"Osmanlıdaki mânevî zelzele hayat-ı ebediye ve saadet-i bâkiyenin zararına bir tahribat ve bir zelzele-i mâneviye-i İslâmiye..." İzah eder misiniz?

Cevap

Değerli Kardeşimiz;

"Zaman onu İkinci Harb-i Umumî ile tam tasdik ettiği halde, onun o çok geniş daireyi Osmanlı memleketinde gördüğünü şöyle tâbir ediyor ki:"

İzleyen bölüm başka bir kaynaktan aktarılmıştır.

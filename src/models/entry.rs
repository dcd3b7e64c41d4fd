//! Cookbook entry model
//!
//! Ingredients and recipes, and the parse-and-validate step that turns an
//! untyped JSON record into one of them.

use std::collections::HashSet;
use std::fmt;

use serde::{Deserialize, Serialize};
use serde_json::{Map, Value};
use thiserror::Error;

/// Reasons a candidate record is rejected at insert time
#[derive(Debug, Clone, PartialEq, Error)]
pub enum ValidationError {
    #[error("Entry must be a JSON object")]
    NotAnObject,

    #[error("Entry name is missing or not a string")]
    MissingName,

    #[error("Entry type is missing or not a string")]
    MissingType,

    #[error("Unknown entry type '{0}' (expected 'ingredient' or 'recipe')")]
    UnknownType(String),

    #[error("An entry named '{0}' already exists")]
    DuplicateName(String),

    #[error("cookTime must be a non-negative integer")]
    InvalidCookTime,

    #[error("requiredItems is missing or not an array")]
    MissingRequiredItems,

    #[error("requiredItems[{0}] must be an object with a string name and a numeric quantity")]
    MalformedRequiredItem(usize),

    #[error("requiredItems lists '{0}' more than once")]
    DuplicateRequiredItem(String),
}

/// Discriminant of an entry
#[derive(Debug, Clone, Copy, PartialEq, Eq, Hash, Serialize, Deserialize)]
#[serde(rename_all = "lowercase")]
pub enum EntryKind {
    Ingredient,
    Recipe,
}

impl EntryKind {
    /// Parse from the wire tag
    pub fn from_str(s: &str) -> Option<Self> {
        match s {
            "ingredient" => Some(EntryKind::Ingredient),
            "recipe" => Some(EntryKind::Recipe),
            _ => None,
        }
    }

    pub fn as_str(&self) -> &'static str {
        match self {
            EntryKind::Ingredient => "ingredient",
            EntryKind::Recipe => "recipe",
        }
    }
}

impl fmt::Display for EntryKind {
    fn fmt(&self, f: &mut fmt::Formatter<'_>) -> fmt::Result {
        f.write_str(self.as_str())
    }
}

/// A named dependency of a recipe, with units needed per unit of the recipe
#[derive(Debug, Clone, PartialEq, Serialize, Deserialize)]
pub struct RequiredItem {
    pub name: String,
    #[serde(serialize_with = "super::number::serialize_compact")]
    pub quantity: f64,
}

/// Atomic entry with a fixed per-unit cook time
#[derive(Debug, Clone, PartialEq, Serialize, Deserialize)]
#[serde(rename_all = "camelCase")]
pub struct Ingredient {
    pub name: String,
    pub cook_time: u64,
}

/// Composite entry built from other entries by name
#[derive(Debug, Clone, PartialEq, Serialize, Deserialize)]
#[serde(rename_all = "camelCase")]
pub struct Recipe {
    pub name: String,
    pub required_items: Vec<RequiredItem>,
}

/// A validated cookbook entry
#[derive(Debug, Clone, PartialEq, Serialize, Deserialize)]
#[serde(tag = "type", rename_all = "lowercase")]
pub enum Entry {
    Ingredient(Ingredient),
    Recipe(Recipe),
}

impl Entry {
    pub fn name(&self) -> &str {
        match self {
            Entry::Ingredient(i) => &i.name,
            Entry::Recipe(r) => &r.name,
        }
    }

    pub fn kind(&self) -> EntryKind {
        match self {
            Entry::Ingredient(_) => EntryKind::Ingredient,
            Entry::Recipe(_) => EntryKind::Recipe,
        }
    }

    /// Validate a raw record without checking name uniqueness
    pub fn from_value(value: &Value) -> Result<Self, ValidationError> {
        let header = EntryHeader::parse(value)?;
        header.into_entry(value)
    }
}

/// The name and type tag of a candidate, checked before anything else
#[derive(Debug, Clone, PartialEq)]
pub struct EntryHeader<'a> {
    pub name: &'a str,
    pub kind: EntryKind,
}

impl<'a> EntryHeader<'a> {
    /// Check that `name` and `type` are present strings and the type is known
    pub fn parse(value: &'a Value) -> Result<Self, ValidationError> {
        let obj = value.as_object().ok_or(ValidationError::NotAnObject)?;

        let name = obj
            .get("name")
            .and_then(Value::as_str)
            .ok_or(ValidationError::MissingName)?;
        let tag = obj
            .get("type")
            .and_then(Value::as_str)
            .ok_or(ValidationError::MissingType)?;
        let kind =
            EntryKind::from_str(tag).ok_or_else(|| ValidationError::UnknownType(tag.to_string()))?;

        Ok(Self { name, kind })
    }

    /// Validate the type-specific fields and build the entry
    pub fn into_entry(self, value: &Value) -> Result<Entry, ValidationError> {
        let obj = value.as_object().ok_or(ValidationError::NotAnObject)?;
        let name = self.name.to_string();

        match self.kind {
            EntryKind::Ingredient => Ok(Entry::Ingredient(Ingredient {
                name,
                cook_time: parse_cook_time(obj)?,
            })),
            EntryKind::Recipe => Ok(Entry::Recipe(Recipe {
                name,
                required_items: parse_required_items(obj)?,
            })),
        }
    }
}

fn parse_cook_time(obj: &Map<String, Value>) -> Result<u64, ValidationError> {
    let number = match obj.get("cookTime") {
        Some(Value::Number(n)) => n,
        _ => return Err(ValidationError::InvalidCookTime),
    };

    if let Some(n) = number.as_u64() {
        return Ok(n);
    }

    // 5.0 is accepted as 5; negatives and fractions are not
    match number.as_f64() {
        Some(f) if f >= 0.0 && f.fract() == 0.0 && f <= u64::MAX as f64 => Ok(f as u64),
        _ => Err(ValidationError::InvalidCookTime),
    }
}

fn parse_required_items(obj: &Map<String, Value>) -> Result<Vec<RequiredItem>, ValidationError> {
    let items = obj
        .get("requiredItems")
        .and_then(Value::as_array)
        .ok_or(ValidationError::MissingRequiredItems)?;

    let mut seen = HashSet::new();
    let mut parsed = Vec::with_capacity(items.len());

    for (index, item) in items.iter().enumerate() {
        let name = item.get("name").and_then(Value::as_str);
        let quantity = item.get("quantity").and_then(Value::as_f64);

        let (name, quantity) = match (name, quantity) {
            (Some(name), Some(quantity)) if quantity.is_finite() => (name, quantity),
            _ => return Err(ValidationError::MalformedRequiredItem(index)),
        };

        if !seen.insert(name) {
            return Err(ValidationError::DuplicateRequiredItem(name.to_string()));
        }

        parsed.push(RequiredItem {
            name: name.to_string(),
            quantity,
        });
    }

    Ok(parsed)
}
//! Summary module
//!
//! Expands recipes into base ingredients and total cook time.

pub mod engine;

pub use engine::{summarize, summarize_entries, SummaryError};
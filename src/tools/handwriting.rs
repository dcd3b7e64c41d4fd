//! Handwriting Tool
//!
//! Normalizes a scrawled recipe name into a canonical display name.

use serde::Serialize;

/// Response for parse_handwriting
#[derive(Debug, Serialize)]
pub struct ParseHandwritingResponse {
    pub msg: String,
}

/// Turn free-form text into a title-cased name.
///
/// Hyphens and underscores become spaces, anything that is not an ASCII
/// letter or whitespace is dropped, whitespace runs collapse to one space,
/// and each word is capitalized. Returns `None` when nothing is left.
pub fn normalize_name(input: &str) -> Option<String> {
    let cleaned: String = input
        .chars()
        .map(|c| if c == '-' || c == '_' { ' ' } else { c })
        .filter(|c| c.is_ascii_alphabetic() || c.is_whitespace())
        .collect();

    let words: Vec<String> = cleaned.split_whitespace().map(capitalize).collect();

    if words.is_empty() {
        None
    } else {
        Some(words.join(" "))
    }
}

fn capitalize(word: &str) -> String {
    let mut chars = word.chars();
    match chars.next() {
        Some(first) => first.to_ascii_uppercase().to_string() + &chars.as_str().to_ascii_lowercase(),
        None => String::new(),
    }
}

pub fn parse_handwriting(input: &str) -> Result<ParseHandwritingResponse, String> {
    normalize_name(input)
        .map(|msg| ParseHandwritingResponse { msg })
        .ok_or_else(|| "this string is cooked".to_string())
}
//! Build metadata
//!
//! build.rs stamps each compile with a counter and a UTC time. Builds that
//! skip the script (or stamp garbage) are reported as dev builds.

use chrono::{DateTime, NaiveDateTime, Utc};
use serde::Serialize;

pub const VERSION: &str = env!("CARGO_PKG_VERSION");

const STAMPED_NUMBER: Option<&str> = option_env!("COOKBOOK_BUILD_NUMBER");
const STAMPED_TIME: Option<&str> = option_env!("COOKBOOK_BUILD_TIMESTAMP");
const STAMP_FORMAT: &str = "%Y-%m-%dT%H:%M:%SZ";

/// What this binary knows about how it was built
#[derive(Debug, Clone, PartialEq, Serialize)]
#[serde(rename_all = "camelCase")]
pub struct BuildInfo {
    pub version: &'static str,
    pub build_number: Option<u64>,
    pub compiled_at: Option<DateTime<Utc>>,
}

impl BuildInfo {
    pub fn current() -> Self {
        Self::from_stamps(STAMPED_NUMBER, STAMPED_TIME)
    }

    fn from_stamps(number: Option<&str>, time: Option<&str>) -> Self {
        Self {
            version: VERSION,
            build_number: number.and_then(|n| n.trim().parse().ok()),
            compiled_at: time
                .and_then(|t| NaiveDateTime::parse_from_str(t.trim(), STAMP_FORMAT).ok())
                .map(|t| t.and_utc()),
        }
    }

    /// One-line description, e.g. `cookbook 1.0.0 (build 42, 2026-01-01T00:00:00Z)`
    pub fn label(&self) -> String {
        match (self.build_number, self.compiled_at) {
            (Some(n), Some(at)) => format!(
                "cookbook {} (build {}, {})",
                self.version,
                n,
                at.format(STAMP_FORMAT)
            ),
            (Some(n), None) => format!("cookbook {} (build {})", self.version, n),
            _ => format!("cookbook {} (dev build)", self.version),
        }
    }
}

/// Print the startup banner to stderr (stdout belongs to the MCP transport)
pub fn print_startup_banner() {
    eprintln!("{}", BuildInfo::current().label());
}
//! Cookbook MCP Server Implementation
//!
//! Implements the MCP server with all Cookbook tools.

use std::sync::Arc;

use rmcp::handler::server::router::tool::ToolRouter;
use rmcp::handler::server::wrapper::Parameters;
use rmcp::model::{
    CallToolResult, Content, Implementation, ProtocolVersion, ServerCapabilities, ServerInfo,
};
use rmcp::{schemars, tool, tool_handler, tool_router, ErrorData as McpError, ServerHandler};
use serde::Deserialize;

use crate::store::Cookbook;
use crate::tools::entries;
use crate::tools::handwriting;
use crate::tools::status::StatusTracker;
use crate::tools::summaries;

/// Cookbook MCP Service
#[derive(Clone)]
pub struct CookbookService {
    cookbook: Cookbook,
    status_tracker: Arc<StatusTracker>,
    tool_router: ToolRouter<CookbookService>,
}

impl CookbookService {
    pub fn new(cookbook: Cookbook) -> Self {
        Self {
            cookbook,
            status_tracker: Arc::new(StatusTracker::new()),
            tool_router: Self::tool_router(),
        }
    }
}

// ============================================================================
// Parameter Structs
// ============================================================================

#[derive(Debug, Deserialize, schemars::JsonSchema)]
pub struct ParseHandwritingParams {
    /// Free-form recipe name to clean up
    pub input: String,
}

#[derive(Debug, Deserialize, schemars::JsonSchema)]
pub struct AddEntryParams {
    /// Entry record: {"type": "ingredient", "name", "cookTime"} or
    /// {"type": "recipe", "name", "requiredItems": [{"name", "quantity"}]}
    pub entry: serde_json::Value,
}

#[derive(Debug, Deserialize, schemars::JsonSchema)]
pub struct GetSummaryParams {
    /// Exact name of the recipe to summarize
    pub name: String,
}

#[derive(Debug, Deserialize, schemars::JsonSchema)]
pub struct GetEntryParams {
    /// Exact entry name
    pub name: String,
}

#[derive(Debug, Deserialize, schemars::JsonSchema)]
pub struct ListEntriesParams {
    /// Filter by type: ingredient or recipe (optional)
    #[serde(rename = "type")]
    pub kind: Option<String>,
}

// ============================================================================
// Tool Implementations
// ============================================================================

#[tool_router]
impl CookbookService {
    // --- Status ---

    #[tool(description = "Get the current status of the Cookbook service including build info, entry counts, and process information")]
    fn cookbook_status(&self) -> Result<CallToolResult, McpError> {
        let status = self
            .status_tracker
            .get_status(&self.cookbook)
            .map_err(|e| McpError::internal_error(e, None))?;
        let json = serde_json::to_string_pretty(&status)
            .map_err(|e| McpError::internal_error(format!("Serialization error: {}", e), None))?;
        Ok(CallToolResult::success(vec![Content::text(json)]))
    }

    #[tool(description = "Get instructions for adding ingredients and recipes and reading summaries. Call this when unsure how to use the cookbook tools.")]
    fn cookbook_instructions(&self) -> Result<CallToolResult, McpError> {
        use crate::tools::status::COOKBOOK_INSTRUCTIONS;
        Ok(CallToolResult::success(vec![Content::text(COOKBOOK_INSTRUCTIONS)]))
    }

    // --- Names ---

    #[tool(description = "Normalize a handwritten recipe name: hyphens/underscores become spaces, non-letters are dropped, words are title-cased")]
    fn parse_handwriting(&self, Parameters(p): Parameters<ParseHandwritingParams>) -> Result<CallToolResult, McpError> {
        let result = handwriting::parse_handwriting(&p.input).map_err(|e| McpError::invalid_params(e, None))?;
        let json = serde_json::to_string_pretty(&result).map_err(|e| McpError::internal_error(e.to_string(), None))?;
        Ok(CallToolResult::success(vec![Content::text(json)]))
    }

    // --- Entries ---

    #[tool(description = "Add an ingredient or recipe. Names are unique across all entries and cannot be changed later.")]
    fn add_entry(&self, Parameters(p): Parameters<AddEntryParams>) -> Result<CallToolResult, McpError> {
        let result = entries::add_entry(&self.cookbook, &p.entry).map_err(|e| McpError::invalid_params(e, None))?;
        let json = serde_json::to_string_pretty(&result).map_err(|e| McpError::internal_error(e.to_string(), None))?;
        Ok(CallToolResult::success(vec![Content::text(json)]))
    }

    #[tool(description = "Get a single entry by exact name")]
    fn get_entry(&self, Parameters(p): Parameters<GetEntryParams>) -> Result<CallToolResult, McpError> {
        let result = entries::get_entry(&self.cookbook, &p.name).map_err(|e| McpError::internal_error(e, None))?;
        let json = match result {
            Some(entry) => serde_json::to_string_pretty(&entry),
            None => Ok(serde_json::json!({"error": "Entry not found", "name": p.name}).to_string()),
        }.map_err(|e| McpError::internal_error(e.to_string(), None))?;
        Ok(CallToolResult::success(vec![Content::text(json)]))
    }

    #[tool(description = "List entries sorted by name, optionally filtered by type")]
    fn list_entries(&self, Parameters(p): Parameters<ListEntriesParams>) -> Result<CallToolResult, McpError> {
        let result = entries::list_entries(&self.cookbook, p.kind.as_deref()).map_err(|e| McpError::invalid_params(e, None))?;
        let json = serde_json::to_string_pretty(&result).map_err(|e| McpError::internal_error(e.to_string(), None))?;
        Ok(CallToolResult::success(vec![Content::text(json)]))
    }

    // --- Summaries ---

    #[tool(description = "Summarize a recipe: total cook time and the base ingredients needed for one unit, expanding nested recipes")]
    fn get_summary(&self, Parameters(p): Parameters<GetSummaryParams>) -> Result<CallToolResult, McpError> {
        let result = summaries::get_summary(&self.cookbook, &p.name).map_err(|e| McpError::invalid_params(e, None))?;
        let json = serde_json::to_string_pretty(&result).map_err(|e| McpError::internal_error(e.to_string(), None))?;
        Ok(CallToolResult::success(vec![Content::text(json)]))
    }
}

// ============================================================================
// Server Handler
// ============================================================================

#[tool_handler]
impl ServerHandler for CookbookService {
    fn get_info(&self) -> ServerInfo {
        ServerInfo {
            protocol_version: ProtocolVersion::LATEST,
            capabilities: ServerCapabilities::builder().enable_tools().build(),
            server_info: Implementation {
                name: "cookbook".into(),
                version: crate::build_info::VERSION.into(),
                title: Some("Cookbook".into()),
                icons: None,
                website_url: None,
            },
            instructions: Some(
                "Cookbook - ingredients, recipes, and recipe summaries. \
                 Call cookbook_instructions first if unsure of the entry format. \
                 Entries: add_entry/get_entry/list_entries (create-once, names unique). \
                 Summaries: get_summary expands a recipe to base ingredients and total cook time. \
                 Names: parse_handwriting cleans up a scrawled name. \
                 Status: cookbook_status."
                    .into(),
            ),
        }
    }
}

"İkinci Harb-i Umumî beşere ettiği tahribat-ı azîme gerçi çok geniştir. Fakat hayat-ı dünyeviyeye ve bekasız medeniyete baktığı cihetinde, Osmanlıdaki tahribata nisbeten dardır. Osmanlıdaki mânevî zelzele hayat-ı ebediye ve saadet-i bâkiyenin zararına bir tahribat ve bir zelzele-i mâneviye-i İslâmiye mânen o ikinci Harb-i Umumîden daha dehşetli olmasından, Eski Said'in o sehvini tashih ediyor ve rüya-yı sadıkasını tam tâbir ediyor ve o hiss-i kablelvukuunu gözlere gösteriyor. Ve o muteriz ehl-i velâyeti zahiren haklı, fakat hakikaten Eski Said'in o hissi daha haklı olduğunu ispatla, o veli zatın itirazını tam reddediyor."(1)

Üstad Hazretleri büyük bir tahribatı kalben hissetmiş; ama Osmanlı'da olacak demiş, başka veliler ise geniş dairede olarak tasavvur etmişler ve İkinci Dünya Harbi'ne işaret etmişler.

Üstad Hazretleri bu hissedişi zahirde hatalı görülse bile, batınen ve hakikat noktasında isabetlidir. Zira tahribat ve boyutu burada nisbîdir. İkinci Dünya Savaşı'nın insanlığa verdiği zarar -ki çok dehşetli olmasına rağmen- Osmanlının yıkılması ve yeni rejimin kurulması ve bu rejimin manevî ve dinî tahribatının yanında sönük kalır. Zira birisi dünyevî ve geçici bir tahribat iken, diğeri uhrevî ve ebedî bir tahribattır. Ebedî ve uhrevî bir tahribatın yanında, dünyevî ve geçici bir tahribat sönük kalır. Dolayısı ile Üstad Hazretlerinin o büyük tahribatı dar bir daireye tatbik etmesi; gayet makuldür ve hakikattir.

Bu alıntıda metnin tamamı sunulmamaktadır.